Joe Breeley jerked as if she had slapped him then sat back his eyes blinking rapidly, his face tight and Janine could see how close he was to breaking point.
‘Oh you do, do you? You know all about that,’ he said bitterly.
‘He had a fractured skull, too. Same age. What happened this time, Joe? Another accident?’

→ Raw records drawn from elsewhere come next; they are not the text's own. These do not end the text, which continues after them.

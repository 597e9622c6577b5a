//! zipline - terminal client for a remote archive-optimization service
//!
//! This is the binary entry point. All logic lives in the workspace crates.

use std::path::PathBuf;

use clap::Parser;
use color_eyre::eyre::WrapErr;
use url::Url;

use zipline_app::{AppState, Message, Settings};

/// zipline - upload a project archive and watch it get optimized
#[derive(Parser, Debug)]
#[command(name = "zipline")]
#[command(about = "Terminal client for a remote archive-optimization service", long_about = None)]
struct Args {
    /// Archive to preselect on the submission form
    #[arg(value_name = "ARCHIVE")]
    archive: Option<PathBuf>,

    /// Processing service base URL (overrides the config file)
    #[arg(long, value_name = "URL")]
    server: Option<String>,

    /// Alternate config file path
    #[arg(long, value_name = "PATH")]
    config: Option<PathBuf>,
}

#[tokio::main]
async fn main() -> color_eyre::Result<()> {
    color_eyre::install()?;
    zipline_core::logging::init()?;

    let args = Args::parse();

    let config_path = Settings::config_path(args.config);
    let mut settings = Settings::load(&config_path)?;
    if let Some(server) = args.server {
        settings.server_url = server;
    }

    let server: Url = settings
        .server_url
        .parse()
        .wrap_err_with(|| format!("invalid server URL: {}", settings.server_url))?;

    let mut state = AppState::new(settings, server);
    if let Some(archive) = args.archive {
        // Preselection goes through update() like every other mutation
        zipline_app::update(&mut state, Message::ArchiveSelected(archive));
    }

    zipline_tui::run(state).await?;
    Ok(())
}
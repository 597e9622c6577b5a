//! # zipline-app - Application State and Orchestration
//!
//! The session coordinator: owns [`AppState`], the [`Message`] union, and
//! the TEA-style [`update()`] function that is the single source of truth
//! for session state transitions. All external asynchrony (terminal input,
//! the upload response, push events) enters as messages, so the entire
//! state machine is testable with scripted sequences and no live
//! connection.

pub mod config;
pub mod form;
pub mod handler;
pub mod input_key;
pub mod message;
pub mod process;
pub mod session;
pub mod state;

pub use config::{OptionDef, OptionKind, Settings};
pub use form::{FormState, OptionControl, OptionValue};
pub use handler::{update, UpdateAction, UpdateResult};
pub use input_key::InputKey;
pub use message::Message;
pub use process::process_message;
pub use session::{RunOutcome, RunSession};
pub use state::{AppState, ViewMode};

Joe Breeley’s mouth was rigid, his face pale. His upper body was shaking and Janine realised his leg was bouncing up and down as it had at the house. A nervous tic. He didn’t answer.
‘Who is he?’ Janine said.
He looked down, put his head in his hands.
Janine spoke quietly. ‘Someone out there is worried sick because their little boy is missing. You’re a father. Imagine that? That little boy needs a name. We need to find out what happened to him and return him to the people who love him so they can lay him to rest.’